Neuenbürg, 19. Juli. Gestern nachmittag ist unser Landtagsabgeordneter, Bijouteriefabrikant Heinrich Bleyer, in Leipzig gestorben, wo er vergeblich Heilung suchte, nachdem er vorher längere Zeit in der Klinik in Tübingen und in Davos gewesen war. Bleyer, geb. 21. Nov. 1852 in Hördten bei Gernsbach, besuchte nach seiner Lehrzeit die Stuttgarter Handelsschule und bereiste nach dreijähriger Militärzeit die Schweiz und Italien, sowie Frankreich, wo er sich zu seiner Ausbildung über ein Jahr aufhielt. Er trat später in sein elterliches Geschäft in Neuenbürg, das er seit dem Tode seines Vaters 1880 leitete. Im Jan. 1889 wurde B. in heftigem Wahlkampf gegen den langjährigen früheren Abg., Stadtschultheiß Beutter in Herrenalb, mit kleiner Mehrheit in den württ. Landtag gewählt; er trat der Linken bei, war aber infolge der langandauernden Krankheit genötigt, dem größten Teil der Kammerverhandlungen fern zu bleiben. Nun ist er, wenige Tage nach dem Tode seines politischen Gegners, ebenfalls einer tückischen Krankheit erlegen.
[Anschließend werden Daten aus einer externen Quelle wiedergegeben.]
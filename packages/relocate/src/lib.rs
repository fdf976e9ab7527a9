#![cfg_attr(feature = "fail-on-warnings", deny(warnings))]
#![warn(clippy::all, clippy::pedantic, clippy::nursery, clippy::cargo)]
#![allow(clippy::multiple_crate_versions, clippy::cargo_common_metadata)]

//! Resumable two-stage bucket relocation.
//!
//! [`Relocator`] drives every requested bucket through the fifteen
//! [`Step`]s of the seed and cutover stages. Before each step it consults
//! the step ledger and skips anything already recorded; after each step
//! succeeds it records the step. Any failure aborts the whole run with a
//! [`RelocateError::Step`] naming the bucket and the step that failed, and
//! the next invocation resumes from the last recorded step.

pub mod config;
pub mod metadata;
pub mod relocator;
pub mod retry;
pub mod status;
pub mod validation;

use bucket_relocate_gateway::GatewayError;
use bucket_relocate_models::{InvalidBucketNameError, RelocationTarget, Step};
use bucket_relocate_state::StateError;

pub use config::RelocateConfig;
pub use relocator::{Relocator, RunSummary};
pub use retry::RetryPolicy;
pub use status::BucketStatus;

/// Errors that abort a relocation run.
#[derive(Debug, thiserror::Error)]
pub enum RelocateError {
    /// The configuration file or an override is invalid.
    #[error("Configuration error: {0}")]
    Config(String),

    /// Persisted state could not be read or written.
    #[error(transparent)]
    State(#[from] StateError),

    /// A storage operation failed and is not retried.
    #[error(transparent)]
    Gateway(#[from] GatewayError),

    /// A source or derived temporary bucket name is invalid.
    #[error(transparent)]
    InvalidBucketName(#[from] InvalidBucketNameError),

    /// The source bucket does not exist.
    #[error("Source bucket {bucket} does not exist")]
    SourceMissing {
        /// Source bucket.
        bucket: String,
    },

    /// The temporary bucket exists although the ledger says it was never
    /// created.
    #[error(
        "Temporary bucket {temp} for {bucket} already exists; \
         remove it or check the step ledger before retrying"
    )]
    TempBucketExists {
        /// Source bucket.
        bucket: String,
        /// Temporary bucket that was found.
        temp: String,
    },

    /// A cutover was requested before the seed stage finished.
    #[error(
        "Bucket {bucket} has completed step {last_step} of {}; \
         run the seed stage to completion before the cutover",
        Step::SEED_COMPLETE.number()
    )]
    StageOneIncomplete {
        /// Offending bucket.
        bucket: String,
        /// Its last completed step.
        last_step: u32,
    },

    /// Objects the caller is not allowed to read.
    #[error("{} object(s) in {bucket} are not readable: {}", .keys.len(), .keys.join(", "))]
    UnreadableObjects {
        /// Source bucket.
        bucket: String,
        /// Keys that returned access denied.
        keys: Vec<String>,
    },

    /// The write-permission probe could not be written.
    #[error("Cannot write probe object {probe} to {bucket}: {source}")]
    ProbeWrite {
        /// Source bucket.
        bucket: String,
        /// Probe object key.
        probe: String,
        /// Underlying failure.
        source: GatewayError,
    },

    /// The write-permission probe was written but could not be removed.
    #[error("Probe object {probe} was left in {bucket} and must be deleted manually: {source}")]
    ProbeCleanup {
        /// Source bucket.
        bucket: String,
        /// Residual probe object key.
        probe: String,
        /// Underlying failure.
        source: GatewayError,
    },

    /// A bucket stayed "not empty" through every delete retry.
    #[error("Bucket {bucket} was still reported not empty after {retries} retries")]
    DeleteRetriesExhausted {
        /// Bucket that could not be deleted.
        bucket: String,
        /// Retries performed after the initial attempt.
        retries: u32,
    },

    /// The metadata snapshot captured by the seed stage is missing.
    #[error("No metadata snapshot found for {bucket}; the seed stage must be re-run")]
    SnapshotMissing {
        /// Source bucket.
        bucket: String,
    },

    /// The cutover was given a different target than the seed stage used.
    #[error("Bucket {bucket} was seeded for ({recorded}) but the cutover requested ({requested})")]
    TargetMismatch {
        /// Source bucket.
        bucket: String,
        /// Target recorded by the seed stage.
        recorded: RelocationTarget,
        /// Target passed to this run.
        requested: RelocationTarget,
    },

    /// A step failed.
    #[error("Step {} ({}) failed for bucket {bucket}: {source}", .step.number(), .step.label())]
    Step {
        /// Bucket the step ran for.
        bucket: String,
        /// The step that failed.
        step: Step,
        /// What went wrong.
        source: Box<RelocateError>,
    },
}

impl RelocateError {
    /// The bucket and step that were being attempted when this error
    /// occurred, if it was raised inside a step.
    #[must_use]
    pub fn last_attempted_step(&self) -> Option<(&str, Step)> {
        match self {
            Self::Step { bucket, step, .. } => Some((bucket, *step)),
            _ => None,
        }
    }
}
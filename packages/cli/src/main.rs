#![cfg_attr(feature = "fail-on-warnings", deny(warnings))]
#![warn(clippy::all, clippy::pedantic, clippy::nursery, clippy::cargo)]
#![allow(clippy::multiple_crate_versions, clippy::cargo_common_metadata)]

//! Command-line entry point for resumable bucket relocation.
//!
//! `run` drives buckets through the seed and/or cutover stage against the
//! configured S3 endpoint. `status` reads the step ledger only. Any fatal
//! error exits with status 1, and the last line written to stderr always
//! names the step that was being attempted.

use std::path::PathBuf;
use std::sync::Arc;

use bucket_relocate::{BucketStatus, RelocateConfig, RelocateError, Relocator};
use bucket_relocate_cli_utils::{CopyProgress, MultiProgress, init_logger};
use bucket_relocate_gateway::s3::S3Gateway;
use bucket_relocate_models::{RelocationTarget, StageSelection};
use bucket_relocate_state::ledger::StepLedger;
use bucket_relocate_state::paths::StatePaths;
use clap::{Parser, Subcommand};

#[derive(Parser)]
#[command(
    name = "bucket_relocate",
    about = "Move buckets to a new location or storage class, keeping their names"
)]
struct Cli {
    /// TOML configuration file (overrides `BUCKET_RELOCATE_CONFIG`)
    #[arg(long, global = true)]
    config: Option<PathBuf>,
    /// Directory holding the step ledger, manifest, snapshots and debug log
    #[arg(long, global = true)]
    state_dir: Option<PathBuf>,
    #[command(subcommand)]
    command: Commands,
}

#[derive(Subcommand)]
enum Commands {
    /// Run the seed stage, the cutover stage, or both
    Run {
        /// Which stage(s) to run: `seed`, `cutover` or `both`
        #[arg(long, default_value = "seed")]
        stage: StageSelection,
        /// Target location for the recreated bucket
        #[arg(short = 'l', long)]
        location: Option<String>,
        /// Target storage class for the relocated objects
        #[arg(short = 'c', long)]
        storage_class: Option<String>,
        /// Read every object's metadata before copying
        #[arg(short = 'v', long)]
        verify: bool,
        /// Buckets to relocate, processed in the given order
        #[arg(required = true)]
        buckets: Vec<String>,
    },
    /// Show how far each bucket has progressed
    Status {
        /// Buckets to report on
        #[arg(required = true)]
        buckets: Vec<String>,
    },
}

#[tokio::main]
async fn main() {
    let cli = Cli::parse();

    let config = RelocateConfig::load(cli.config.as_deref(), cli.state_dir.as_deref());
    let debug_log = config.as_ref().ok().and_then(|config| {
        let paths = StatePaths::new(&config.state_dir);
        paths.ensure().ok().map(|()| paths.debug_log())
    });
    let multi = init_logger(debug_log.as_deref());

    let result = match config {
        Ok(config) => execute(cli.command, config, &multi).await,
        Err(e) => Err(e),
    };

    if let Err(e) = result {
        report(&e);
        std::process::exit(1);
    }
}

async fn execute(
    command: Commands,
    config: RelocateConfig,
    multi: &MultiProgress,
) -> Result<(), RelocateError> {
    match command {
        Commands::Run {
            stage,
            location,
            storage_class,
            verify,
            buckets,
        } => {
            let gateway = S3Gateway::connect(&config.s3).await;
            let mut relocator =
                Relocator::open(Arc::new(gateway), config)?.with_progress(CopyProgress::new(multi));
            log::debug!("State directory {}", relocator.paths().root().display());

            let target = RelocationTarget {
                location,
                storage_class,
            };
            let jobs = dedup(buckets)
                .iter()
                .map(|bucket| relocator.job(bucket, &target, verify))
                .collect::<Result<Vec<_>, _>>()?;

            let summary = relocator.run(&jobs, stage).await?;

            for job in jobs.iter().filter(|job| !summary.completed.contains(&job.source)) {
                log::info!("{}", BucketStatus::from_ledger(relocator.ledger(), &job.source));
            }
            for path in &summary.archived {
                log::info!("Archived {}", path.display());
            }
        }
        Commands::Status { buckets } => {
            let paths = StatePaths::new(&config.state_dir);
            let ledger = StepLedger::open(paths.ledger())?;
            for bucket in dedup(buckets) {
                println!("{}", BucketStatus::from_ledger(&ledger, &bucket));
            }
        }
    }

    Ok(())
}

/// Drops repeated bucket operands, keeping the first occurrence.
fn dedup(buckets: Vec<String>) -> Vec<String> {
    let mut unique: Vec<String> = Vec::with_capacity(buckets.len());
    for bucket in buckets {
        if unique.contains(&bucket) {
            log::warn!("Ignoring repeated bucket {bucket}");
        } else {
            unique.push(bucket);
        }
    }
    unique
}

fn report(error: &RelocateError) {
    log::error!("{error}");
    log::logger().flush();
    eprintln!("{}", last_step_line(error));
}

fn last_step_line(error: &RelocateError) -> String {
    match error.last_attempted_step() {
        Some((bucket, step)) => format!(
            "Last attempted step: {} ({}) for bucket {bucket}",
            step.number(),
            step.label()
        ),
        None => "Last attempted step: none (failed before any step ran)".to_string(),
    }
}

#[cfg(test)]
mod tests {
    use bucket_relocate_models::Step;

    use super::*;

    #[test]
    fn run_defaults_to_the_seed_stage() {
        let cli = Cli::try_parse_from(["bucket_relocate", "run", "demo"]).unwrap();
        let Commands::Run {
            stage,
            location,
            verify,
            buckets,
            ..
        } = cli.command
        else {
            panic!("expected run");
        };
        assert_eq!(stage, StageSelection::Seed);
        assert_eq!(location, None);
        assert!(!verify);
        assert_eq!(buckets, vec!["demo".to_string()]);
    }

    #[test]
    fn run_accepts_every_option() {
        let cli = Cli::try_parse_from([
            "bucket_relocate",
            "--state-dir",
            "/tmp/relocate",
            "run",
            "--stage",
            "both",
            "-l",
            "eu-west-1",
            "-c",
            "STANDARD_IA",
            "-v",
            "a",
            "b",
        ])
        .unwrap();
        assert_eq!(cli.state_dir, Some(PathBuf::from("/tmp/relocate")));
        let Commands::Run {
            stage,
            location,
            storage_class,
            verify,
            buckets,
        } = cli.command
        else {
            panic!("expected run");
        };
        assert_eq!(stage, StageSelection::Both);
        assert_eq!(location.as_deref(), Some("eu-west-1"));
        assert_eq!(storage_class.as_deref(), Some("STANDARD_IA"));
        assert!(verify);
        assert_eq!(buckets, vec!["a".to_string(), "b".to_string()]);
    }

    #[test]
    fn unknown_stage_and_missing_buckets_are_rejected() {
        assert!(Cli::try_parse_from(["bucket_relocate", "run", "--stage", "all", "demo"]).is_err());
        assert!(Cli::try_parse_from(["bucket_relocate", "status"]).is_err());
    }

    #[test]
    fn repeated_buckets_are_dropped_in_order() {
        let buckets = ["b", "a", "b", "c", "a"].map(String::from).to_vec();
        assert_eq!(dedup(buckets), vec!["b", "a", "c"]);
    }

    #[test]
    fn last_line_names_the_failed_step() {
        let error = RelocateError::Step {
            bucket: "demo".into(),
            step: Step::DeleteSource,
            source: Box::new(RelocateError::SourceMissing {
                bucket: "demo".into(),
            }),
        };
        assert_eq!(
            last_step_line(&error),
            "Last attempted step: 10 (delete source bucket) for bucket demo"
        );
    }

    #[test]
    fn last_line_without_a_step() {
        let error = RelocateError::Config("bad endpoint".into());
        assert_eq!(
            last_step_line(&error),
            "Last attempted step: none (failed before any step ran)"
        );
    }
}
Wildbad, 19. Juli. Gestern Nachm, konzertierte in den kgl. Anlagen die ganze Kapelle des
kgl. Jnf.Regts. Nr. 97 aus Saarburg unter Leitung, ihres Kapellmeisters, Pistonvirtuosen C. Lenzsch. Das Konzert war gut besucht und fand allgemeine Anerkennung. Darauf folgte gestern Abend eine Jllu- minationdes Kurplatzes mit Konzert der Kurkapelle- Wie im Vorjahre begünstigte eine sternhelle, warme Mondnacht die in jeder Beziehung gelungene Veranstaltung der kgl. Badeinspektion. Ein zahlreiches Publikum hatte sich eingefunden und der ganze Kurplatz war gedrängt voll mit bewundernden Zuschauern. Rote Papierfackeln faßten den Platz ein. Der Musik- Kiosk in der Mitte war malerisch mit bunten Glas- und Gelatinelämpchen besetzt; ebenso die Rundbogenfenster und Gesimse des Wilhelmsbades, sowie die Gesimslinien des kgl. Badhotels, letztere teilweise mit einfachen Topflämpchen. Neu waren die Gelatine- Lämpchen, die in straußartiger Anordnung auf dem Dachgesims eine reizende Wirkung hatten. Auf dem Söller des Wilhelmsbades wurde Feuerwerk abgebrannt, dessen Schlußstück ein in dreifarbigem Lichte erstrahlendes württemb. Wappen bildete.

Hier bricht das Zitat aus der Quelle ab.